Exercise directions:
In full and without change, transcribe the records below.

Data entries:
+===+
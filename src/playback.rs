use std::sync::Arc;
use std::time::Duration;

use async_trait::async_trait;
use tokio_util::sync::CancellationToken;

use crate::dictionary_cache::DictionaryCache;
use crate::models::{GuildId, QueueItem};
use crate::normalize::{MentionResolver, NormalizeContext};
use crate::queue::QueueCore;
use crate::tts_client::TtsClient;
use crate::voice_transport::VoiceHandle;

const EMPTY_QUEUE_SLEEP: Duration = Duration::from_millis(100);
const PLAYBACK_POLL_INTERVAL: Duration = Duration::from_millis(500);

/// Per-item TTS counters a guild actor feeds back to the metrics layer.
pub trait PlaybackCounters: Send + Sync {
    fn record_success(&self, guild_id: GuildId, shard: Option<u32>);
    fn record_error(&self, guild_id: GuildId, shard: Option<u32>);
}

/// What the Playback Worker needs from the owning `GuildSession` each
/// iteration: whether it's still connected, a handle to play through, the
/// guild's configured speed, and a mention resolver scoped to this guild.
#[async_trait]
pub trait PlaybackHost: Send + Sync {
    fn is_connected(&self) -> bool;
    fn voice_handle(&self) -> Option<Arc<dyn VoiceHandle>>;
    fn speed(&self) -> f64;
    fn shard(&self) -> Option<u32>;
    fn resolver(&self) -> Arc<dyn MentionResolver>;
}

/// One iteration of the per-guild loop. Never returns an `Err` — a failure
/// in normalize/synthesize/playback increments the error counter and lets
/// the caller continue; the loop never terminates because one item failed.
async fn run_once(
    item: QueueItem,
    guild_id: GuildId,
    dict: &DictionaryCache,
    tts: &TtsClient,
    counters: &dyn PlaybackCounters,
    host: &dyn PlaybackHost,
) {
    let Some(voice_handle) = host.voice_handle() else {
        return;
    };

    let snapshot = dict.snapshot_for_context(Some(guild_id), item.author_id).await;

    let resolver = host.resolver();
    let mut ctx = NormalizeContext::new(resolver.as_ref()).with_guild(guild_id);
    if let Some(user_id) = item.author_id {
        ctx = ctx.with_user(user_id);
    }
    let normalized = crate::normalize::normalize(&item.text, &ctx, &snapshot);

    let path = match tts
        .synthesize_to_file(&normalized, item.speaker_id, host.speed(), "playback")
        .await
    {
        Ok(path) => path,
        Err(err) => {
            tracing::warn!(guild_id, error = %err, "synthesis failed, dropping item");
            counters.record_error(guild_id, host.shard());
            return;
        }
    };

    if let Err(err) = voice_handle.play_file(&path).await {
        tracing::warn!(guild_id, error = %err, "playback failed to start");
        counters.record_error(guild_id, host.shard());
        let _ = tokio::fs::remove_file(&path).await;
        return;
    }

    while voice_handle.is_playing().await {
        tokio::time::sleep(PLAYBACK_POLL_INTERVAL).await;
    }

    counters.record_success(guild_id, host.shard());
    let _ = tokio::fs::remove_file(&path).await;
}

/// Runs the cooperative loop until `cancel` fires. Cancellation interrupts
/// the sleep/poll promptly — within one tick — and any in-flight synthesis
/// is simply abandoned; its audio is never played.
pub async fn run_loop(
    guild_id: GuildId,
    queue: Arc<QueueCore>,
    dict: Arc<DictionaryCache>,
    tts: Arc<TtsClient>,
    counters: Arc<dyn PlaybackCounters>,
    host: Arc<dyn PlaybackHost>,
    cancel: CancellationToken,
) {
    loop {
        let Some(item) = queue.try_dequeue(guild_id) else {
            tokio::select! {
                _ = cancel.cancelled() => return,
                _ = tokio::time::sleep(EMPTY_QUEUE_SLEEP) => {}
            }
            continue;
        };

        if !host.is_connected() {
            continue;
        }

        tokio::select! {
            _ = cancel.cancelled() => return,
            _ = run_once(item, guild_id, &dict, &tts, counters.as_ref(), host.as_ref()) => {}
        }
    }
}
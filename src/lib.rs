//! Per-guild multi-tenant text-to-speech relay: voice-session lifecycle,
//! ordered synthesis-and-playback queue, text normalization, and the
//! load-balanced TTS synthesis client. See `SPEC_FULL.md` for the full
//! component breakdown; this crate implements the core pipeline and leaves
//! the chat-platform gateway, the TTS engine process, and the HTTP
//! control-plane as collaborator contracts at its edges.

pub mod bans;
pub mod config;
pub mod db;
pub mod dictionary_cache;
pub mod error;
pub mod event_router;
pub mod metrics;
pub mod models;
pub mod normalize;
pub mod playback;
pub mod queue;
pub mod session;
pub mod tts_client;
pub mod voice_transport;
+===+
Answer section:
filename src/playback.rs
use std::sync::Arc;
use std::time::Duration;

use async_trait::async_trait;
use tokio_util::sync::CancellationToken;

use crate::dictionary_cache::DictionaryCache;
use crate::models::{GuildId, QueueItem};
use crate::normalize::{MentionResolver, NormalizeContext};
use crate::queue::QueueCore;
use crate::tts_client::TtsClient;
use crate::voice_transport::VoiceHandle;

const EMPTY_QUEUE_SLEEP: Duration = Duration::from_millis(100);
const PLAYBACK_POLL_INTERVAL: Duration = Duration::from_millis(500);

/// Per-item TTS counters a guild actor feeds back to the metrics layer.
pub trait PlaybackCounters: Send + Sync {
    fn record_success(&self, guild_id: GuildId, shard: Option<u32>);
    fn record_error(&self, guild_id: GuildId, shard: Option<u32>);
}

/// What the Playback Worker needs from the owning `GuildSession` each
/// iteration: whether it's still connected, a handle to play through, the
/// guild's configured speed, and a mention resolver scoped to this guild.
#[async_trait]
pub trait PlaybackHost: Send + Sync {
    fn is_connected(&self) -> bool;
    fn voice_handle(&self) -> Option<Arc<dyn VoiceHandle>>;
    fn speed(&self) -> f64;
    fn shard(&self) -> Option<u32>;
    fn resolver(&self) -> Arc<dyn MentionResolver>;
}

/// One iteration of the per-guild loop. Never returns an `Err` — a failure
/// in normalize/synthesize/playback increments the error counter and lets
/// the caller continue; the loop never terminates because one item failed.
async fn run_once(
    item: QueueItem,
    guild_id: GuildId,
    dict: &DictionaryCache,
    tts: &TtsClient,
    counters: &dyn PlaybackCounters,
    host: &dyn PlaybackHost,
) {
    let Some(voice_handle) = host.voice_handle() else {
        return;
    };

    let snapshot = dict.snapshot_for_context(Some(guild_id), item.author_id).await;

    let resolver = host.resolver();
    let mut ctx = NormalizeContext::new(resolver.as_ref()).with_guild(guild_id);
    if let Some(user_id) = item.author_id {
        ctx = ctx.with_user(user_id);
    }
    let normalized = crate::normalize::normalize(&item.text, &ctx, &snapshot);

    let path = match tts
        .synthesize_to_file(&normalized, item.speaker_id, host.speed(), "playback")
        .await
    {
        Ok(path) => path,
        Err(err) => {
            tracing::warn!(guild_id, error = %err, "synthesis failed, dropping item");
            counters.record_error(guild_id, host.shard());
            return;
        }
    };

    if let Err(err) = voice_handle.play_file(&path).await {
        tracing::warn!(guild_id, error = %err, "playback failed to start");
        counters.record_error(guild_id, host.shard());
        let _ = tokio::fs::remove_file(&path).await;
        return;
    }

    while voice_handle.is_playing().await {
        tokio::time::sleep(PLAYBACK_POLL_INTERVAL).await;
    }

    counters.record_success(guild_id, host.shard());
    let _ = tokio::fs::remove_file(&path).await;
}

/// Runs the cooperative loop until `cancel` fires. Cancellation interrupts
/// the sleep/poll promptly — within one tick — and any in-flight synthesis
/// is simply abandoned; its audio is never played.
pub async fn run_loop(
    guild_id: GuildId,
    queue: Arc<QueueCore>,
    dict: Arc<DictionaryCache>,
    tts: Arc<TtsClient>,
    counters: Arc<dyn PlaybackCounters>,
    host: Arc<dyn PlaybackHost>,
    cancel: CancellationToken,
) {
    loop {
        let Some(item) = queue.try_dequeue(guild_id) else {
            tokio::select! {
                _ = cancel.cancelled() => return,
                _ = tokio::time::sleep(EMPTY_QUEUE_SLEEP) => {}
            }
            continue;
        };

        if !host.is_connected() {
            continue;
        }

        tokio::select! {
            _ = cancel.cancelled() => return,
            _ = run_once(item, guild_id, &dict, &tts, counters.as_ref(), host.as_ref()) => {}
        }
    }
}
filename src/lib.rs
//! Per-guild multi-tenant text-to-speech relay: voice-session lifecycle,
//! ordered synthesis-and-playback queue, text normalization, and the
//! load-balanced TTS synthesis client. See `SPEC_FULL.md` for the full
//! component breakdown; this crate implements the core pipeline and leaves
//! the chat-platform gateway, the TTS engine process, and the HTTP
//! control-plane as collaborator contracts at its edges.

pub mod bans;
pub mod config;
pub mod db;
pub mod dictionary_cache;
pub mod error;
pub mod event_router;
pub mod metrics;
pub mod models;
pub mod normalize;
pub mod playback;
pub mod queue;
pub mod session;
pub mod tts_client;
pub mod voice_transport;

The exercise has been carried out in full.